M. Emerson1, S. Markowiak1, M. Wandtke1, F. C. Brunicardi1, J. Sferra2, S. Pannell1  1University of Toledo College of Medicine and Life Sciences,Department Of Surgery,Toledo, OHIO, USA 2Promedica Health Systems,Department Of Surgery,Toledo, OHIO, USA

Introduction:  Fistula formation is a dreaded complication for patients with inflammatory bowel disease (IBD), particularly Crohn’s. Various immune-modulators are associated with fistula resolution. Statin medications are becoming more appreciated for their anti-inflammatory effects. We sought to use data mining techniques on a regional dataset of 2.6 million patients to study any association between statin use and fistula formation.

Methods:  A dataset of de-identified patients was queried using data-mining techniques to identify patients with Crohn’s, Ulcerative Colitis, and non-infectious inflammatory bowel disease and compare these cases according to statin use, anti-TNF-alpha use, age, gender, ethnicity, medical comorbidities, and surgical history to test for a protective effect of statins on fistula formation. X2test and independent samples t-tests were used for the exploratory analysis with p<0.05 set for statistical significance. Afterwards, we sought to temporally associate statin use with fistula formation according to time from surgery, performed a comparison analysis for fistula formation in patients with history of diverticulitis on statins, and performed a literature review to identify potential mechanisms. Conflicting diagnosis codes were searched for as a measure of data quality.

Results: We identified 202 cases of IBD associated fistula from a total population of 5,481 patients with IBD. 605 patients were identified with fistula disease in Figure 1A shows the X2test indicating that statin use is associated with a 51% risk reduction in fistula formation for the Crohn’s patient subset (p=0.029). Figure 1B compares fistula occurrence across multiple forms of IBD and diverticulitis. Statin use in diverticulitis patients showed no protective effect on fistula formation (p=0.999). Figure 1C summarizes possible overlapping mechanisms for this phenomenon. Immune modulators were associated with lower occurrence of fistula (p<0.001) though statins remained statistically significant when adjusting for concomitant anti-TNF-alpha agents. Rates of Caucasian ethnicity and gender between the groups were similar (p>0.05) though statin patients in general had higher ages (Average age statin population 65+/-9 years vs 47+/-13 years for non-statin group p=0.01) and more medical comorbidities. Time from surgery was under-powered to draw conclusions on perioperative effect (p>0.05).

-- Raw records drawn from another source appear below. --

//! Production records: a chef's claim on a raw-material lot, resolved by
//! approval or cancellation.

use chrono::{DateTime, Utc};
use serde::{Deserialize, Serialize};
use thiserror::Error;
use uuid::Uuid;

/// A production record
#[derive(Debug, Clone, Serialize, Deserialize)]
pub struct Production {
    pub id: Uuid,
    pub bahan_baku_id: Uuid,
    pub chef_id: Uuid,
    pub jumlah_diproses: i32,
    pub status: ProductionStatus,
    pub waktu_mulai: Option<DateTime<Utc>>,
    pub waktu_selesai: Option<DateTime<Utc>>,
    pub catatan: Option<String>,
    pub created_at: DateTime<Utc>,
    pub updated_at: DateTime<Utc>,
}

/// Production status. `Approved` and `Cancelled` are terminal.
#[derive(Debug, Clone, Copy, Serialize, Deserialize, PartialEq, Eq)]
#[serde(rename_all = "snake_case")]
pub enum ProductionStatus {
    Pending,
    Approved,
    Cancelled,
}

impl ProductionStatus {
    pub fn as_str(&self) -> &'static str {
        match self {
            ProductionStatus::Pending => "pending",
            ProductionStatus::Approved => "approved",
            ProductionStatus::Cancelled => "cancelled",
        }
    }

    pub fn is_terminal(&self) -> bool {
        !matches!(self, ProductionStatus::Pending)
    }

    pub fn can_transition_to(&self, next: ProductionStatus) -> bool {
        matches!(
            (self, next),
            (ProductionStatus::Pending, ProductionStatus::Approved)
                | (ProductionStatus::Pending, ProductionStatus::Cancelled)
        )
    }
}

impl std::fmt::Display for ProductionStatus {
    fn fmt(&self, f: &mut std::fmt::Formatter<'_>) -> std::fmt::Result {
        write!(f, "{}", self.as_str())
    }
}

impl std::str::FromStr for ProductionStatus {
    type Err = String;

    fn from_str(s: &str) -> Result<Self, Self::Err> {
        match s {
            "pending" => Ok(ProductionStatus::Pending),
            "approved" => Ok(ProductionStatus::Approved),
            "cancelled" => Ok(ProductionStatus::Cancelled),
            other => Err(format!("Unknown production status: {}", other)),
        }
    }
}

#[derive(Debug, Error, PartialEq, Eq)]
#[error("production cannot move from {from} to {to}")]
pub struct ProductionTransitionError {
    pub from: ProductionStatus,
    pub to: ProductionStatus,
}

/// Validate a status change
pub fn transition(
    from: ProductionStatus,
    to: ProductionStatus,
) -> Result<ProductionStatus, ProductionTransitionError> {
    if from.can_transition_to(to) {
        Ok(to)
    } else {
        Err(ProductionTransitionError { from, to })
    }
}

#[cfg(test)]
mod tests {
    use super::*;

    #[test]
    fn test_pending_resolves_once() {
        assert_eq!(
            transition(ProductionStatus::Pending, ProductionStatus::Approved),
            Ok(ProductionStatus::Approved)
        );
        assert_eq!(
            transition(ProductionStatus::Pending, ProductionStatus::Cancelled),
            Ok(ProductionStatus::Cancelled)
        );
    }

    #[test]
    fn test_terminal_states_are_final() {
        for from in [ProductionStatus::Approved, ProductionStatus::Cancelled] {
            assert!(from.is_terminal());
            for to in [
                ProductionStatus::Pending,
                ProductionStatus::Approved,
                ProductionStatus::Cancelled,
            ] {
                assert!(transition(from, to).is_err());
            }
        }
    }

    #[test]
    fn test_pending_to_pending_rejected() {
        assert!(transition(ProductionStatus::Pending, ProductionStatus::Pending).is_err());
    }
}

Conclusion: Statin medications may represent a low-risk, low-cost method for reducing the occurrence of fistulas for patients with IBD or history of diverticulitis. However, rates of surgical exploration were low in all patients with IBD over the 11-year study period, preventing study of the perioperative effect of statin medications on fistula formation. Caucasian patients were over-represented in this regional dataset compared to national norms, though this is typical in the United States. Improved data-mining techniques, additional observation time, or prospective trials would be required to demonstrate causation.